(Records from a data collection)
· · · · · · ·

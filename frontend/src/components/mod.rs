mod form_field;
mod google_button;
mod password_input;

pub use form_field::{error_id, FormField};
pub use google_button::GoogleButton;
pub use password_input::PasswordInput;
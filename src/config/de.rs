//! serde support for reading a section straight into a typed record.
//!
//! A section is presented as a map from canonical key to value. Single values
//! parse into whatever scalar the target asks for, and any value can be read
//! as a sequence.

use std::fmt::Display;

use serde::de::value::{MapDeserializer, SeqDeserializer};
use serde::de::{self, Deserializer, IntoDeserializer, Unexpected, Visitor};
use serde::forward_to_deserialize_any;
use thiserror::Error;

use super::coerce::FromValue;
use super::section::Section;

#[derive(Debug, Error)]
#[error("{0}")]
pub struct DeserializeError(String);

impl de::Error for DeserializeError {
    fn custom<T: Display>(msg: T) -> Self {
        Self(msg.to_string())
    }
}

pub(crate) struct SectionDeserializer<'de> {
    section: &'de Section,
}

impl<'de> SectionDeserializer<'de> {
    pub(crate) fn new(section: &'de Section) -> Self {
        Self { section }
    }
}

impl<'de> Deserializer<'de> for SectionDeserializer<'de> {
    type Error = DeserializeError;

    fn deserialize_any<V: Visitor<'de>>(self, visitor: V) -> Result<V::Value, Self::Error> {
        let entries = self
            .section
            .entries()
            .map(|(key, values)| (key, ValuesDeserializer { values }));
        let mut map = MapDeserializer::<_, DeserializeError>::new(entries);
        let value = visitor.visit_map(&mut map)?;
        map.end()?;
        Ok(value)
    }

    forward_to_deserialize_any! {
        bool i8 i16 i32 i64 i128 u8 u16 u32 u64 u128 f32 f64 char str string
        bytes byte_buf option unit unit_struct newtype_struct seq tuple
        tuple_struct map struct enum identifier ignored_any
    }
}

/// Every value stored under one key.
struct ValuesDeserializer<'de> {
    values: &'de [String],
}

impl<'de> ValuesDeserializer<'de> {
    fn scalar(&self) -> Result<ScalarDeserializer<'de>, DeserializeError> {
        match self.values {
            [value] => Ok(ScalarDeserializer(value)),
            values => Err(de::Error::invalid_length(values.len(), &"a single value")),
        }
    }
}

impl<'de> IntoDeserializer<'de, DeserializeError> for ValuesDeserializer<'de> {
    type Deserializer = Self;

    fn into_deserializer(self) -> Self {
        self
    }
}

macro_rules! forward_to_scalar {
    ($($method:ident)*) => {$(
        fn $method<V: Visitor<'de>>(self, visitor: V) -> Result<V::Value, Self::Error> {
            self.scalar()?.$method(visitor)
        }
    )*};
}

impl<'de> Deserializer<'de> for ValuesDeserializer<'de> {
    type Error = DeserializeError;

    fn deserialize_any<V: Visitor<'de>>(self, visitor: V) -> Result<V::Value, Self::Error> {
        match self.values {
            [value] => visitor.visit_borrowed_str(value),
            _ => self.deserialize_seq(visitor),
        }
    }

    fn deserialize_seq<V: Visitor<'de>>(self, visitor: V) -> Result<V::Value, Self::Error> {
        let mut seq = SeqDeserializer::<_, DeserializeError>::new(
            self.values.iter().map(|v| ScalarDeserializer(v)),
        );
        let value = visitor.visit_seq(&mut seq)?;
        seq.end()?;
        Ok(value)
    }

    fn deserialize_tuple<V: Visitor<'de>>(
        self,
        _len: usize,
        visitor: V,
    ) -> Result<V::Value, Self::Error> {
        self.deserialize_seq(visitor)
    }

    fn deserialize_option<V: Visitor<'de>>(self, visitor: V) -> Result<V::Value, Self::Error> {
        visitor.visit_some(self)
    }

    fn deserialize_newtype_struct<V: Visitor<'de>>(
        self,
        _name: &'static str,
        visitor: V,
    ) -> Result<V::Value, Self::Error> {
        visitor.visit_newtype_struct(self)
    }

    fn deserialize_ignored_any<V: Visitor<'de>>(
        self,
        visitor: V,
    ) -> Result<V::Value, Self::Error> {
        visitor.visit_unit()
    }

    fn deserialize_enum<V: Visitor<'de>>(
        self,
        name: &'static str,
        variants: &'static [&'static str],
        visitor: V,
    ) -> Result<V::Value, Self::Error> {
        self.scalar()?.deserialize_enum(name, variants, visitor)
    }

    forward_to_scalar! {
        deserialize_bool deserialize_i8 deserialize_i16 deserialize_i32 deserialize_i64
        deserialize_i128 deserialize_u8 deserialize_u16 deserialize_u32 deserialize_u64
        deserialize_u128 deserialize_f32 deserialize_f64 deserialize_char
        deserialize_str deserialize_string deserialize_identifier
    }

    forward_to_deserialize_any! {
        bytes byte_buf unit unit_struct tuple_struct map struct
    }
}

/// A single stored value.
struct ScalarDeserializer<'de>(&'de str);

impl<'de> IntoDeserializer<'de, DeserializeError> for ScalarDeserializer<'de> {
    type Deserializer = Self;

    fn into_deserializer(self) -> Self {
        self
    }
}

macro_rules! deserialize_parsed {
    ($($method:ident => $visit:ident),* $(,)?) => {$(
        fn $method<V: Visitor<'de>>(self, visitor: V) -> Result<V::Value, Self::Error> {
            match FromValue::from_value(self.0) {
                Some(value) => visitor.$visit(value),
                None => Err(de::Error::invalid_value(Unexpected::Str(self.0), &visitor)),
            }
        }
    )*};
}

impl<'de> Deserializer<'de> for ScalarDeserializer<'de> {
    type Error = DeserializeError;

    fn deserialize_any<V: Visitor<'de>>(self, visitor: V) -> Result<V::Value, Self::Error> {
        visitor.visit_borrowed_str(self.0)
    }

    deserialize_parsed! {
        deserialize_bool => visit_bool,
        deserialize_i8 => visit_i8,
        deserialize_i16 => visit_i16,
        deserialize_i32 => visit_i32,
        deserialize_i64 => visit_i64,
        deserialize_i128 => visit_i128,
        deserialize_u8 => visit_u8,
        deserialize_u16 => visit_u16,
        deserialize_u32 => visit_u32,
        deserialize_u64 => visit_u64,
        deserialize_u128 => visit_u128,
        deserialize_f32 => visit_f32,
        deserialize_f64 => visit_f64,
        deserialize_char => visit_char,
    }

    fn deserialize_option<V: Visitor<'de>>(self, visitor: V) -> Result<V::Value, Self::Error> {
        visitor.visit_some(self)
    }

    fn deserialize_newtype_struct<V: Visitor<'de>>(
        self,
        _name: &'static str,
        visitor: V,
    ) -> Result<V::Value, Self::Error> {
        visitor.visit_newtype_struct(self)
    }

    fn deserialize_enum<V: Visitor<'de>>(
        self,
        _name: &'static str,
        _variants: &'static [&'static str],
        visitor: V,
    ) -> Result<V::Value, Self::Error> {
        visitor.visit_enum(self.0.into_deserializer())
    }

    forward_to_deserialize_any! {
        str string bytes byte_buf unit unit_struct seq tuple tuple_struct
        map struct identifier ignored_any
    }
}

· · · · · · ·

*TASK TO COMPLETE:* Every entry above needs to be copied exactly.

*RESULT OF THE EXERCISE:*
filename frontend/src/components/mod.rs
mod form_field;
mod google_button;
mod password_input;

pub use form_field::{error_id, FormField};
pub use google_button::GoogleButton;
pub use password_input::PasswordInput;
filename src/config/de.rs
//! serde support for reading a section straight into a typed record.
//!
//! A section is presented as a map from canonical key to value. Single values
//! parse into whatever scalar the target asks for, and any value can be read
//! as a sequence.

use std::fmt::Display;

use serde::de::value::{MapDeserializer, SeqDeserializer};
use serde::de::{self, Deserializer, IntoDeserializer, Unexpected, Visitor};
use serde::forward_to_deserialize_any;
use thiserror::Error;

use super::coerce::FromValue;
use super::section::Section;

#[derive(Debug, Error)]
#[error("{0}")]
pub struct DeserializeError(String);

impl de::Error for DeserializeError {
    fn custom<T: Display>(msg: T) -> Self {
        Self(msg.to_string())
    }
}

pub(crate) struct SectionDeserializer<'de> {
    section: &'de Section,
}

impl<'de> SectionDeserializer<'de> {
    pub(crate) fn new(section: &'de Section) -> Self {
        Self { section }
    }
}

impl<'de> Deserializer<'de> for SectionDeserializer<'de> {
    type Error = DeserializeError;

    fn deserialize_any<V: Visitor<'de>>(self, visitor: V) -> Result<V::Value, Self::Error> {
        let entries = self
            .section
            .entries()
            .map(|(key, values)| (key, ValuesDeserializer { values }));
        let mut map = MapDeserializer::<_, DeserializeError>::new(entries);
        let value = visitor.visit_map(&mut map)?;
        map.end()?;
        Ok(value)
    }

    forward_to_deserialize_any! {
        bool i8 i16 i32 i64 i128 u8 u16 u32 u64 u128 f32 f64 char str string
        bytes byte_buf option unit unit_struct newtype_struct seq tuple
        tuple_struct map struct enum identifier ignored_any
    }
}

/// Every value stored under one key.
struct ValuesDeserializer<'de> {
    values: &'de [String],
}

impl<'de> ValuesDeserializer<'de> {
    fn scalar(&self) -> Result<ScalarDeserializer<'de>, DeserializeError> {
        match self.values {
            [value] => Ok(ScalarDeserializer(value)),
            values => Err(de::Error::invalid_length(values.len(), &"a single value")),
        }
    }
}

impl<'de> IntoDeserializer<'de, DeserializeError> for ValuesDeserializer<'de> {
    type Deserializer = Self;

    fn into_deserializer(self) -> Self {
        self
    }
}

macro_rules! forward_to_scalar {
    ($($method:ident)*) => {$(
        fn $method<V: Visitor<'de>>(self, visitor: V) -> Result<V::Value, Self::Error> {
            self.scalar()?.$method(visitor)
        }
    )*};
}

impl<'de> Deserializer<'de> for ValuesDeserializer<'de> {
    type Error = DeserializeError;

    fn deserialize_any<V: Visitor<'de>>(self, visitor: V) -> Result<V::Value, Self::Error> {
        match self.values {
            [value] => visitor.visit_borrowed_str(value),
            _ => self.deserialize_seq(visitor),
        }
    }

    fn deserialize_seq<V: Visitor<'de>>(self, visitor: V) -> Result<V::Value, Self::Error> {
        let mut seq = SeqDeserializer::<_, DeserializeError>::new(
            self.values.iter().map(|v| ScalarDeserializer(v)),
        );
        let value = visitor.visit_seq(&mut seq)?;
        seq.end()?;
        Ok(value)
    }

    fn deserialize_tuple<V: Visitor<'de>>(
        self,
        _len: usize,
        visitor: V,
    ) -> Result<V::Value, Self::Error> {
        self.deserialize_seq(visitor)
    }

    fn deserialize_option<V: Visitor<'de>>(self, visitor: V) -> Result<V::Value, Self::Error> {
        visitor.visit_some(self)
    }

    fn deserialize_newtype_struct<V: Visitor<'de>>(
        self,
        _name: &'static str,
        visitor: V,
    ) -> Result<V::Value, Self::Error> {
        visitor.visit_newtype_struct(self)
    }

    fn deserialize_ignored_any<V: Visitor<'de>>(
        self,
        visitor: V,
    ) -> Result<V::Value, Self::Error> {
        visitor.visit_unit()
    }

    fn deserialize_enum<V: Visitor<'de>>(
        self,
        name: &'static str,
        variants: &'static [&'static str],
        visitor: V,
    ) -> Result<V::Value, Self::Error> {
        self.scalar()?.deserialize_enum(name, variants, visitor)
    }

    forward_to_scalar! {
        deserialize_bool deserialize_i8 deserialize_i16 deserialize_i32 deserialize_i64
        deserialize_i128 deserialize_u8 deserialize_u16 deserialize_u32 deserialize_u64
        deserialize_u128 deserialize_f32 deserialize_f64 deserialize_char
        deserialize_str deserialize_string deserialize_identifier
    }

    forward_to_deserialize_any! {
        bytes byte_buf unit unit_struct tuple_struct map struct
    }
}

/// A single stored value.
struct ScalarDeserializer<'de>(&'de str);

impl<'de> IntoDeserializer<'de, DeserializeError> for ScalarDeserializer<'de> {
    type Deserializer = Self;

    fn into_deserializer(self) -> Self {
        self
    }
}

macro_rules! deserialize_parsed {
    ($($method:ident => $visit:ident),* $(,)?) => {$(
        fn $method<V: Visitor<'de>>(self, visitor: V) -> Result<V::Value, Self::Error> {
            match FromValue::from_value(self.0) {
                Some(value) => visitor.$visit(value),
                None => Err(de::Error::invalid_value(Unexpected::Str(self.0), &visitor)),
            }
        }
    )*};
}

impl<'de> Deserializer<'de> for ScalarDeserializer<'de> {
    type Error = DeserializeError;

    fn deserialize_any<V: Visitor<'de>>(self, visitor: V) -> Result<V::Value, Self::Error> {
        visitor.visit_borrowed_str(self.0)
    }

    deserialize_parsed! {
        deserialize_bool => visit_bool,
        deserialize_i8 => visit_i8,
        deserialize_i16 => visit_i16,
        deserialize_i32 => visit_i32,
        deserialize_i64 => visit_i64,
        deserialize_i128 => visit_i128,
        deserialize_u8 => visit_u8,
        deserialize_u16 => visit_u16,
        deserialize_u32 => visit_u32,
        deserialize_u64 => visit_u64,
        deserialize_u128 => visit_u128,
        deserialize_f32 => visit_f32,
        deserialize_f64 => visit_f64,
        deserialize_char => visit_char,
    }

    fn deserialize_option<V: Visitor<'de>>(self, visitor: V) -> Result<V::Value, Self::Error> {
        visitor.visit_some(self)
    }

    fn deserialize_newtype_struct<V: Visitor<'de>>(
        self,
        _name: &'static str,
        visitor: V,
    ) -> Result<V::Value, Self::Error> {
        visitor.visit_newtype_struct(self)
    }

    fn deserialize_enum<V: Visitor<'de>>(
        self,
        _name: &'static str,
        _variants: &'static [&'static str],
        visitor: V,
    ) -> Result<V::Value, Self::Error> {
        visitor.visit_enum(self.0.into_deserializer())
    }

    forward_to_deserialize_any! {
        str string bytes byte_buf unit unit_struct seq tuple tuple_struct
        map struct identifier ignored_any
    }
}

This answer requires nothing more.